Оба замолчали, и никто не делал попыток к примирению.
Лео бросил взгляд на спящую мать. Лицо ее сейчас было таким спокойным – а всего минуту назад оно было взволнованным.
– Кому-то нужно остаться, – сказал он.
– Я останусь, – произнес Антониос.
Лео долго и испытующе посмотрел на него и кивнул.
– Разбуди меня, если… если что.
Когда брат ушел, Антониос повернулся к матери, такой измученной душе в этом усталом теле. Зная, что не сможет заснуть, он придвинул стул к кровати и сел.
Линдсей проснулась до рассвета и поняла, что мужа нет. Когда она вспомнила спор накануне, сердце ее упало. Слишком взволнованная, чтобы спать, Линдсей принялась мерить шагами комнату, потом свернулась в клубочек на кресле и принялась наблюдать за первыми жемчужными лучиками солнца, касающимися гор. Интересно, где муж.
В половине девятого дверь спальни открылась, и Линдсей вскочила на ноги.
– Где ты был? – воскликнула она.
Антониос устало посмотрел на нее.
– Дафна, – просто ответил он, и сердце Линдсей упало, а все ее тревоги растаяли перед этим непоправимым страхом, закравшимся в сердце.
– Что произошло? Она в порядке?
Муж лишь покачал головой.
– Я в душ, – произнес он и, не говоря ни слова, исчез в ванной, закрыв дверь.
Линдсей вновь принялась ходить по комнате, вне себя от беспокойства.
Спустя десять минут из душа вышел Антониос с мокрыми волосами и полотенцем вокруг бедер. Линдсей поднялась с кровати, на которую присела в ожидании, и посмотрела на него.
Молча он подошел к ней и притянул к себе, крепко обнял. Оба молчали, поддерживая друг друга в этом горе. Наконец он отстранился.
– Осталось совсем немного.
Линдсей ощутила ком в горле и слезы на глазах.

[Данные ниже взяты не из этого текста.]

//! Skeleton and joint types.

use crate::error::SkeletonError;
use crate::transform::Transform;
use glam::{Quat, Vec3};
use std::collections::HashMap;

/// A joint identifier (index into skeleton).
#[derive(Debug, Clone, Copy, PartialEq, Eq, Hash, PartialOrd, Ord)]
pub struct JointId(pub u32);

impl JointId {
    /// Creates a new joint ID.
    pub fn new(index: u32) -> Self {
        Self(index)
    }

    /// Returns the index.
    pub fn index(self) -> usize {
        self.0 as usize
    }
}

/// A joint in a skeleton.
#[derive(Debug, Clone)]
pub struct Joint {
    /// Joint name, unique within its skeleton.
    pub name: String,
    /// Parent joint (None for root).
    pub parent: Option<JointId>,
    /// Rest transform in parent space.
    pub local_transform: Transform,
}

impl Default for Joint {
    fn default() -> Self {
        Self {
            name: String::new(),
            parent: None,
            local_transform: Transform::IDENTITY,
        }
    }
}

impl Joint {
    /// Creates a new root joint with an identity rest transform.
    pub fn new(name: impl Into<String>) -> Self {
        Self {
            name: name.into(),
            ..Default::default()
        }
    }

    /// Sets the parent joint.
    pub fn with_parent(mut self, parent: JointId) -> Self {
        self.parent = Some(parent);
        self
    }

    /// Sets the rest transform in parent space.
    pub fn with_local_transform(mut self, transform: Transform) -> Self {
        self.local_transform = transform;
        self
    }
}

/// A skeleton (tree of joints) in its rest pose.
///
/// The skeleton owns its joints; parent links are indices. `origin` is the
/// world transform of the scene node holding the skeleton, so world rest
/// transforms are `origin · root · … · joint`.
#[derive(Debug, Clone, Default)]
pub struct Skeleton {
    joints: Vec<Joint>,
    names: HashMap<String, JointId>,
    origin: Transform,
}

impl Skeleton {
    /// Creates an empty skeleton at the world origin.
    pub fn new() -> Self {
        Self::default()
    }

    /// Sets the scene origin transform.
    pub fn with_origin(mut self, origin: Transform) -> Self {
        self.origin = origin;
        self
    }

    /// Returns the scene origin transform.
    pub fn origin(&self) -> Transform {
        self.origin
    }

    /// Adds a joint and returns its ID.
    ///
    /// Parents must be added before their children. Use [`Skeleton::validate`]
    /// to check the invariants once the skeleton is complete.
    pub fn add_joint(&mut self, joint: Joint) -> JointId {
        let id = JointId(self.joints.len() as u32);
        self.names.entry(joint.name.clone()).or_insert(id);
        self.joints.push(joint);
        id
    }

    /// Returns a joint by ID.
    pub fn joint(&self, id: JointId) -> Option<&Joint> {
        self.joints.get(id.index())
    }

    /// Finds a joint by name.
    pub fn find_joint(&self, name: &str) -> Option<JointId> {
        self.names.get(name).copied()
    }

    /// Checks the single-root, unique-name and parent-ordering invariants.
    pub fn validate(&self) -> Result<(), SkeletonError> {
        if self.joints.is_empty() {
            return Err(SkeletonError::Empty);
        }

        let roots = self.joints.iter().filter(|j| j.parent.is_none()).count();
        if roots != 1 {
            return Err(SkeletonError::MultipleRoots { count: roots });
        }

        for (i, joint) in self.joints.iter().enumerate() {
            if self.names.get(&joint.name) != Some(&JointId(i as u32)) {
                return Err(SkeletonError::DuplicateName(joint.name.clone()));
            }
            if let Some(parent) = joint.parent.filter(|p| p.index() >= i) {
                return Err(SkeletonError::InvalidParent {
                    joint: joint.name.clone(),
                    parent: parent.0,
                });
            }
        }

        Ok(())
    }

    /// Computes the world transform for a joint in rest pose.
    pub fn world_transform(&self, id: JointId) -> Transform {
        let mut transform = self.origin;
        let mut current = Some(id);

        // Collect chain from joint up to root
        let mut chain = Vec::new();
        while let Some(joint_id) = current {
            // Guard against cycles in unvalidated skeletons
            if chain.len() > self.joints.len() {
                break;
            }
            chain.push(joint_id);
            current = self.joints.get(joint_id.index()).and_then(|j| j.parent);
        }

        for joint_id in chain.into_iter().rev() {
            if let Some(joint) = self.joints.get(joint_id.index()) {
                transform = transform.then(&joint.local_transform);
            }
        }

        transform
    }

    /// World-space rest rotation of a joint.
    pub fn world_rotation(&self, id: JointId) -> Quat {
        self.world_transform(id).rotation
    }

    /// World-space rest position of a joint.
    pub fn world_position(&self, id: JointId) -> Vec3 {
        self.world_transform(id).translation
    }
}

– О, Антониос, мне так жаль.
Он кивнул, а она продолжала:
– Не знаю, почему я так вдруг…
– Смерть – это всегда шок.
Антониос потер рукой щеку, и видно было, что он устал от бессонной ночи.
– Я думаю, она бы хотела тебя видеть.
– Конечно, – поспешно ответила Линдсей. – Она… она в сознании?
– Иногда. Она говорила немного со мной и Леонидасом.
При этих словах губы мужчины упрямо сжались.
– Что она сказала? – тихо спросила Линдсей, и Антониос покачал головой.
– Не имеет значения.
Линдсей промолчала, понимая: то, что сказала Дафна сыновьям, было их личным делом, но все же… это было важно.
Беспокойство охватило Линдсей, а Антониос отвернулся.
– Мне пора в офис.
– Ты не спал.
– Много дел.
– А что там про вас с Лео? – вдруг выпалила она.
Антониос повернулся к жене, подозрительно глядя на нее.
– О чем ты?
Линдсей набрала воздуха в легкие, собираясь с силами.
– Антониос, я знаю, ты что-то скрываешь. Что-то тебя гнетет. Может, поделишься?
Лицо его исказилось на миг, и он покачал головой.
– Нет, Линдсей, прости, но… я не могу. – Он вдохнул и медленно выдохнул. – Могу лишь сказать, что Леонидас злится на меня, и уже давно. Отец назначил меня управляющим, и у меня есть власть, которую хочет получить он. – Антониос устало вздохнул. – Мама хочет, чтобы мы помирились.
– А вы? – тихо спросила девушка.
Он отрицательно покачал головой:
– Нет. Лео ушел, когда мама заснула. Думаю, мы с ним всегда будем соперничать.
– А что насчет нас? – тихо спросила Линдсей.
Антониос нахмурился.
– Я пообещал отцу.
Линдсей испытующе поглядела на мужа, не зная, что сказать. Может, сейчас, когда Дафна на краю пропасти между жизнью и смертью, не время настаивать.